There’s many lessons from Diablo II for any game economy designer.
Diablo II is an action, hack-and-slash, dungeon-crawling, RPG, which remains popular today. It lives on in Path of Diablo1 (a Diablo II private server), and Diablo III. Also, Blizzard will launch Diablo II: Resurrected next month, which looks amazing. LFG.
Today, we’ll talk about why Diablo II works for certain players, then move into a study of its in-game economy, introducing tools for game analysis and lessons for game designers along the way.
We’ll use Diablo II as a point of study re: in-game economies, and introduce some new concepts to level up our understanding of game-economy design.
If you know all this, feel free to skip along to the sections where I talk about Play to Earn, Play and Earn and the importance of names.
Classifying Players
Bartle Taxonomy of Player Types
Players can be (loosely) grouped by their playstyles. Why do this? Well, you can think about what type of players you’d like to attract, and market your features accordingly. You can also design gameplay experiences that appeal to them.
Clubs (Killers) - 1%, motivated by chaos
Diamonds (Achievers) - 10%, motivated by mastery
Hearts (Socializers) - 80%, motivated by connection
Spades (Explorers) - 10%, motivated by discovery
Clubs (Killers)
Clubs enjoy… clubbing. Like, bringing a club over your head. Repeatedly. They will kill your avatar, then taunt you. Repeatedly.
Diamonds (Achievers)
Games that can be beaten, and games that allow for completion appeal to Diamonds. These achievements can be set out by the game, or they can be crafted by players themselves. DoubleAgent spent 8000 hours on the Pandaren tutorial island reaching level 110 by picking flowers in WoW: their own personal achievement. If there’s a leaderboard, even if player generated, you know they’ll strive to be the top.
Hearts (Socializers)
Hearts enjoy connecting. Games that provide opportunities to meet and interact with other players appeal to Hearts. They hold fond memories of their experiences in-game with other players. Games are a reason for them to socialize online, not vice-versa. They like wearing cool outfits, chatting, and hanging out. Note that this can happen outside the game.
Spades (Explorers)
Spades enjoy digging. They enjoy making incremental progress in-game, discovering new features and new experiences. Give them opportunities to seek out new surprises, and share them with the rest of the community.
Diablo 2: Lord of Destruction
The core gameplay loop
You choose a character class,
kill monsters for loot and experience,
then kill stronger monsters, for more loot and experience.
Why it’s appealing to players, generally
"Happiness is the feeling that power increases - that resistance is being overcome".2
How Diablo II appeals to individual archetypes
Diamonds love Diablo II because there’s a story, and a definite end to that story. They can also set out their own goals for loot, and for building the perfect character.3
Hearts love Diablo II too.
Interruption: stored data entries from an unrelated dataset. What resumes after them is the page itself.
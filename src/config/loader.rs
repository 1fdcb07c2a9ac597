//! The environment-variable loading boundary.
//!
//! # Design Decisions
//! - One place reads the environment; components receive values, not var names
//! - Missing required variables are collected and reported together, not
//!   one at a time
//! - Optional deployment constants default to their sentinel; the validator
//!   rejects them before first use

use std::path::PathBuf;
use std::str::FromStr;

use alloy::primitives::Address;
use thiserror::Error;

use crate::chain::{catalog, ChainDefinition, Wallet};
use crate::config::schema::{
    AgentSettings, GiftContractConfig, SecretsDeploySettings, SecretsReference, UNCONFIGURED_U64,
};
use crate::secrets::SecretsBundle;

/// Sepolia testnet defaults. These are public, deployment-independent
/// endpoints; everything deployment-specific comes from the environment.
const DEFAULT_DON_ID: &str = "fun-ethereum-sepolia-1";
const DEFAULT_GATEWAY_URLS: &[&str] = &[
    "https://01.functions-gateway.testnet.chain.link/",
    "https://02.functions-gateway.testnet.chain.link/",
];
const DEFAULT_RECORD_PATH: &str = "donSecretsInfo.txt";
const DEFAULT_CACHE_PATH: &str = "wallet_cache.json";

/// Error type for configuration loading.
#[derive(Debug, Error)]
pub enum ConfigError {
    #[error("missing environment variables: {}", .0.join(", "))]
    MissingEnv(Vec<String>),

    #[error("invalid value for {var}: {reason}")]
    Invalid { var: String, reason: String },
}

fn require(missing: &mut Vec<String>, var: &str) -> Option<String> {
    match std::env::var(var) {
        Ok(value) if !value.is_empty() => Some(value),
        _ => {
            missing.push(var.to_string());
            None
        }
    }
}

fn optional(var: &str) -> Option<String> {
    std::env::var(var).ok().filter(|v| !v.is_empty())
}

fn parse_or<T: FromStr>(var: &str, default: T) -> Result<T, ConfigError>
where
    T::Err: std::fmt::Display,
{
    match optional(var) {
        Some(raw) => raw.parse().map_err(|e| ConfigError::Invalid {
            var: var.to_string(),
            reason: format!("{}", e),
        }),
        None => Ok(default),
    }
}

/// Load settings for gift dispatch and balance queries.
pub fn load_agent_settings() -> Result<AgentSettings, ConfigError> {
    let mut missing = Vec::new();
    let private_key = require(&mut missing, "EVM_PRIVATE_KEY");
    let sepolia_rpc = require(&mut missing, "SEPOLIA_RPC_URL");
    let (Some(private_key), Some(sepolia_rpc)) = (private_key, sepolia_rpc) else {
        return Err(ConfigError::MissingEnv(missing));
    };

    let wallet = Wallet::from_private_key(&private_key).map_err(|e| ConfigError::Invalid {
        var: "EVM_PRIVATE_KEY".to_string(),
        reason: e.to_string(),
    })?;

    Ok(AgentSettings {
        wallet,
        chains: chain_definitions(&sepolia_rpc),
        contract: load_contract_config()?,
        cache_path: Some(PathBuf::from(
            optional("WALLET_CACHE_PATH").unwrap_or_else(|| DEFAULT_CACHE_PATH.to_string()),
        )),
    })
}

/// Load settings for a secrets-distribution run. The blob-store token is
/// required only for the indirect (gist) strategy.
pub fn load_secrets_settings(require_blob_token: bool) -> Result<SecretsDeploySettings, ConfigError> {
    let mut missing = Vec::new();
    let private_key = require(&mut missing, "EVM_PRIVATE_KEY");
    let api_key = require(&mut missing, "SUPABASE_API_KEY");
    let github_token = if require_blob_token {
        require(&mut missing, "GITHUB_API_TOKEN")
    } else {
        optional("GITHUB_API_TOKEN")
    };
    // A missing blob token lands in `missing` without failing the tuple
    // match, so the emptiness check stays explicit.
    let (Some(private_key), Some(api_key), true) =
        (private_key, api_key, missing.is_empty())
    else {
        return Err(ConfigError::MissingEnv(missing));
    };

    let wallet = Wallet::from_private_key(&private_key).map_err(|e| ConfigError::Invalid {
        var: "EVM_PRIVATE_KEY".to_string(),
        reason: e.to_string(),
    })?;

    let gateway_urls = optional("GATEWAY_URLS")
        .map(|raw| {
            raw.split(',')
                .map(|url| url.trim().to_string())
                .filter(|url| !url.is_empty())
                .collect()
        })
        .unwrap_or_else(|| {
            DEFAULT_GATEWAY_URLS
                .iter()
                .map(|url| url.to_string())
                .collect()
        });

    Ok(SecretsDeploySettings {
        wallet,
        bundle: SecretsBundle::new().with_secret("apikey", api_key),
        don_id: optional("DON_ID").unwrap_or_else(|| DEFAULT_DON_ID.to_string()),
        gateway_urls,
        github_token,
        record_path: PathBuf::from(
            optional("DON_SECRETS_INFO_PATH").unwrap_or_else(|| DEFAULT_RECORD_PATH.to_string()),
        ),
    })
}

fn load_contract_config() -> Result<GiftContractConfig, ConfigError> {
    let contract_address = match optional("GIFT_CONTRACT_ADDRESS") {
        Some(raw) => raw.parse::<Address>().map_err(|e| ConfigError::Invalid {
            var: "GIFT_CONTRACT_ADDRESS".to_string(),
            reason: format!("{}", e),
        })?,
        // Zero-address sentinel; the validator rejects it before use.
        None => Address::ZERO,
    };

    let secrets = match optional("ENCRYPTED_SECRETS_URLS") {
        Some(raw) => {
            let bytes =
                hex::decode(raw.trim_start_matches("0x")).map_err(|e| ConfigError::Invalid {
                    var: "ENCRYPTED_SECRETS_URLS".to_string(),
                    reason: format!("{}", e),
                })?;
            SecretsReference::EncryptedUrls(bytes)
        }
        None => SecretsReference::DonHosted {
            slot_id: parse_or("DON_HOSTED_SECRETS_SLOT_ID", 0u8)?,
            version: parse_or("DON_HOSTED_SECRETS_VERSION", UNCONFIGURED_U64)?,
        },
    };

    Ok(GiftContractConfig {
        contract_address,
        secrets,
        subscription_id: parse_or("SUBSCRIPTION_ID", UNCONFIGURED_U64)?,
        chain_name: optional("GIFT_CHAIN_NAME").unwrap_or_else(|| "sepolia".to_string()),
    })
}

fn chain_definitions(sepolia_rpc: &str) -> Vec<ChainDefinition> {
    let mut chains = vec![catalog::definition("sepolia")
        .expect("sepolia is in the catalog")
        .with_custom_rpc(sepolia_rpc)];

    for name in catalog::names() {
        if name == "sepolia" {
            continue;
        }
        let var = format!("{}_RPC_URL", name.to_uppercase());
        if let Some(url) = optional(&var) {
            if let Some(def) = catalog::definition(name) {
                chains.push(def.with_custom_rpc(url));
            }
        }
    }
    chains
}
You’re encouraged by the game to team up and play as groups. Diablo II allowed for you to add friends to your list, and blast messages to them. (Battle.net) Players rushed each other, and gave each other starter items. Diablo II, at heart, was really social for its time.
Okay, maybe not just the loading screen. The Clubs were pretty anti-social too.
In-Flows and Out-Flows in In-Game Economies
This is the key piece to understand for play-and-earn games, and is crucial to their success or failure.
Game Economies must manage their currency in-flows (how money enters circulation in the game), and currency out-flows (how money exits circulation in the game).
We’ll expand on this definition in future articles, as well as zoom into sources of inflow and outflow for crypto-games. This is a theme we’ll continually return to: game economies.
First, I must impress on you that a game economy is far more complex than monitoring just the designated in-game currency. In fact, an in-game currency often isn’t enough, as we’ll soon learn from the true history of Diablo II.
Gold, Rings and Runes
In Diablo II, for our players to achieve their goals, they have to become stronger.
How do they become stronger?
They can level up, or get more items.
They could kill monsters by themselves and farm for items, but that takes forever, and they might not even get the correct items for their class. A Sorceress can’t do much with a pair of Claws, and an Assassin doesn’t have much use for a Staff.
They could get items from other players.
But how does one trade?
They either trade directly, or using a currency.
Diablo II has changed currencies three times in its history, and the currencies even change in value as the ladder (the season) goes on.
Gold
Diablo II had an in-game currency called gold, which the designers presumably intended to be the medium of exchange in-game. Here’s how gold enters and leaves the game.
In-Flows
Killing monsters
Selling items to in-game shopkeepers
Out-Flows
Repairing your items
Buying items from in-game shopkeepers
Gambling (gold sink)
Dying (you lose 20% of your gold, and drop the rest on the floor. How embarrassing.)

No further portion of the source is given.